Hearing the chainsaws, the deputy scowled. “It’s time we got real about this situation, Sheriff. I know I’m the new guy in town, but we’ve got to use our brains. Instead of scratching our heads and shoving our thumbs up our butts, let’s critically think this through. We know they only mutilate when they dance.”
The sheriff wasn’t pleased to hear such backtalk from the new deputy in town. “Franklin, just what the heck are you gettin’ at, boy? Talk some straight talk.”
The deputy reached down into the car and produced two chainsaws. “The only way to keep someone from dancing, well sir, is to cut off their legs.”
The sheriff grabbed the chainsaw, jerked back the chain and revved it up. “Then we better get to it, Franklin. I’ve never been good at dancing. I could never get the shit off my shoes.”

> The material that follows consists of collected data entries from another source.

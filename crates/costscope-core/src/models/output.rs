//! Response shapes produced by the assemblers

use std::collections::BTreeMap;

use serde::{Deserialize, Serialize};

use crate::schema::BillingField;

/// Reference to an entity: opaque id plus display name
#[derive(Debug, Clone, PartialEq, Eq, Hash, PartialOrd, Ord, Serialize, Deserialize)]
pub struct EntityRef {
    /// Raw value stored in the fact table
    pub id: String,
    /// Display name, equal to `id` when the column has no indirection
    pub name: String,
    /// Entity type label
    #[serde(rename = "type")]
    pub entity_type: String,
}

impl EntityRef {
    /// Build a reference
    pub fn new(id: impl Into<String>, name: impl Into<String>, entity_type: impl Into<String>) -> Self {
        Self {
            id: id.into(),
            name: name.into(),
            entity_type: entity_type.into(),
        }
    }

    /// Reference whose name is its id
    pub fn raw(field: BillingField, id: impl Into<String>) -> Self {
        let id = id.into();
        Self {
            name: id.clone(),
            id,
            entity_type: field.entity_type().to_string(),
        }
    }
}

// ============================================================================
// Time series
// ============================================================================

/// One keyed value inside a bucket
#[derive(Debug, Clone, PartialEq, Serialize, Deserialize)]
pub struct DataPoint {
    /// Stack key
    pub key: EntityRef,
    /// Summed value
    #[serde(skip_serializing_if = "Option::is_none")]
    pub value: Option<f64>,
    /// Maximum (utilization stacks)
    #[serde(skip_serializing_if = "Option::is_none")]
    pub max: Option<f64>,
    /// Average (utilization stacks)
    #[serde(skip_serializing_if = "Option::is_none")]
    pub avg: Option<f64>,
}

impl DataPoint {
    /// Whether the point carries no value at all
    pub fn is_empty(&self) -> bool {
        self.value.is_none() && self.max.is_none() && self.avg.is_none()
    }
}

/// All points of one time bucket
#[derive(Debug, Clone, PartialEq, Serialize, Deserialize)]
pub struct TimeSeriesBucket {
    /// Bucket start, epoch millis
    pub time: i64,
    /// Points in database row order
    pub values: Vec<DataPoint>,
}

/// Independent stacks of a time-series response
#[derive(Debug, Clone, Default, PartialEq, Serialize, Deserialize)]
pub struct StackedTimeSeries {
    /// Primary metric
    pub data: Vec<TimeSeriesBucket>,
    /// CPU idle cost
    pub cpu_idle_cost: Vec<TimeSeriesBucket>,
    /// Memory idle cost
    pub memory_idle_cost: Vec<TimeSeriesBucket>,
    /// CPU utilization, max and avg
    pub cpu_utilization: Vec<TimeSeriesBucket>,
    /// Memory utilization, max and avg
    pub memory_utilization: Vec<TimeSeriesBucket>,
}

// ============================================================================
// Sunburst
// ============================================================================

/// Node of a hierarchical cost breakdown
#[derive(Debug, Clone, PartialEq, Serialize, Deserialize)]
pub struct SunburstNode {
    /// Node id
    pub id: String,
    /// Display name
    pub name: String,
    /// Parent node id, the root sentinel for first-level nodes
    pub parent: String,
    /// Entity type label
    #[serde(rename = "type")]
    pub entity_type: String,
    /// Cost attributed to the node
    pub value: f64,
    /// Cluster type, only on cluster nodes
    #[serde(skip_serializing_if = "Option::is_none")]
    pub cluster_type: Option<String>,
}

/// Row of the grid shown next to the chart
#[derive(Debug, Clone, PartialEq, Eq, Serialize, Deserialize)]
pub struct SunburstGridRow {
    /// Entity id
    pub id: String,
    /// Display name
    pub name: String,
    /// Formatted total cost
    pub value: String,
    /// Formatted idle cost share, `-` without a total
    pub idle_cost_percentage: String,
}

/// Sunburst response
#[derive(Debug, Clone, Default, PartialEq, Serialize, Deserialize)]
pub struct SunburstChart {
    /// Tree nodes, root first when requested
    pub nodes: Vec<SunburstNode>,
    /// One-level grid
    pub grid: Vec<SunburstGridRow>,
}

// ============================================================================
// Trend
// ============================================================================

/// Display triple with the numeric value behind it
#[derive(Debug, Clone, PartialEq, Serialize, Deserialize)]
pub struct TrendStat {
    /// Stat label, e.g. "Total Cost"
    pub label: String,
    /// Description, e.g. the covered window or the share of total
    pub description: String,
    /// Formatted value
    pub value: String,
    /// Numeric value
    #[serde(skip_serializing_if = "Option::is_none")]
    pub amount: Option<f64>,
}

/// Comparison with the preceding window of equal length
#[derive(Debug, Clone, PartialEq, Serialize, Deserialize)]
pub struct CostTrend {
    /// Cost in the preceding window
    #[serde(skip_serializing_if = "Option::is_none")]
    pub previous_cost: Option<f64>,
    /// Current minus previous cost
    #[serde(skip_serializing_if = "Option::is_none")]
    pub delta: Option<f64>,
    /// Percentage change, `NA` when it cannot be computed
    pub percentage: String,
}

/// Trend and forecast statistics
#[derive(Debug, Clone, PartialEq, Serialize, Deserialize)]
pub struct TrendStats {
    /// Total cost
    pub total_cost: TrendStat,
    /// Idle cost
    pub idle_cost: TrendStat,
    /// Unallocated cost
    pub unallocated_cost: TrendStat,
    /// Utilized cost
    pub utilized_cost: TrendStat,
    /// Forecast for the full window
    pub forecast_cost: TrendStat,
    /// Change against the preceding window
    pub cost_trend: CostTrend,
}

// ============================================================================
// Entity tables
// ============================================================================

/// Flat row keyed by field alias
#[derive(Debug, Clone, Default, PartialEq, Serialize, Deserialize)]
pub struct EntityRow {
    /// Dimension values
    pub keys: BTreeMap<String, EntityRef>,
    /// Numeric values
    pub metrics: BTreeMap<String, f64>,
    /// Counts
    #[serde(skip_serializing_if = "BTreeMap::is_empty", default)]
    pub counts: BTreeMap<String, i64>,
    /// Timestamps, epoch millis
    #[serde(skip_serializing_if = "BTreeMap::is_empty", default)]
    pub times: BTreeMap<String, i64>,
}

/// Flat entity table
#[derive(Debug, Clone, Default, PartialEq, Serialize, Deserialize)]
pub struct EntityTable {
    /// Output fields in select order
    pub fields: Vec<BillingField>,
    /// Rows in database order
    pub rows: Vec<EntityRow>,
}

/// Distinct values of one dimension
#[derive(Debug, Clone, PartialEq, Eq, Serialize, Deserialize)]
pub struct FilterValueColumn {
    /// Dimension
    pub field: BillingField,
    /// Distinct values in database order
    pub values: Vec<EntityRef>,
}

/// Filter-values response
#[derive(Debug, Clone, Default, PartialEq, Eq, Serialize, Deserialize)]
pub struct FilterValues {
    /// One column per group-by
    pub columns: Vec<FilterValueColumn>,
    /// Total number of distinct values of the first dimension
    pub total: i64,
}
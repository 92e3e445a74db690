//! Bounded cache of entity display names

use std::num::NonZeroUsize;
use std::sync::Arc;

use lru::LruCache;
use parking_lot::Mutex;
use tracing::{debug, warn};

use crate::lookup::EntityNameLookup;
use crate::schema::BillingField;

type Key = (BillingField, String);

/// Process-wide id to display name cache
///
/// Entries are loaded on first miss and kept until evicted; there is no TTL.
/// Two concurrent misses for one key may both call the lookup, the later
/// insert wins.
pub struct EntityNameCache {
    entries: Mutex<LruCache<Key, String>>,
    lookup: Arc<dyn EntityNameLookup>,
}

impl EntityNameCache {
    /// Cache holding at most `capacity` names
    pub fn new(capacity: usize, lookup: Arc<dyn EntityNameLookup>) -> Self {
        let capacity = NonZeroUsize::new(capacity).unwrap_or(NonZeroUsize::MIN);
        Self {
            entries: Mutex::new(LruCache::new(capacity)),
            lookup,
        }
    }

    /// Display name for `id`, or `id` itself when it has none
    pub async fn resolve(&self, field: BillingField, id: &str) -> String {
        if !field.requires_name_resolution() {
            return id.to_string();
        }

        let key = (field, id.to_string());
        let cached = self.entries.lock().get(&key).cloned();
        if let Some(name) = cached {
            return name;
        }

        let name = match self.lookup.name(field, id).await {
            Ok(Some(name)) => name,
            Ok(None) => {
                debug!(%field, id, "No display name, using id");
                id.to_string()
            }
            Err(e) => {
                warn!(%field, id, error = %e, "Name lookup failed, using id");
                return id.to_string();
            }
        };
        self.entries.lock().put(key, name.clone());
        name
    }

    /// Number of cached names
    pub fn len(&self) -> usize {
        self.entries.lock().len()
    }

    /// Whether nothing is cached
    pub fn is_empty(&self) -> bool {
        self.entries.lock().is_empty()
    }

    /// Maximum number of cached names
    pub fn capacity(&self) -> usize {
        self.entries.lock().cap().get()
    }
}

impl std::fmt::Debug for EntityNameCache {
    fn fmt(&self, f: &mut std::fmt::Formatter<'_>) -> std::fmt::Result {
        f.debug_struct("EntityNameCache")
            .field("len", &self.len())
            .field("capacity", &self.capacity())
            .finish()
    }
}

The two charged into the auditorium with chainsaws growling.
Chapter Nine
After yet another fresh dose of saline drops administered by the disturbed nurse/theatre usher, Penny could see again. There was only one thing she was clinging to right now. Whoever had taken over the theatre had failed to realize the seats were old. She was too caught up in the horrifying events to notice the obvious. If she really channeled her strength into her arms, she could rip the armrests off the chair and perhaps free herself. Maybe then she could use that arm to peel off the duct tape over the rest of her body and escape. The problem was avoiding the nurses and ushers.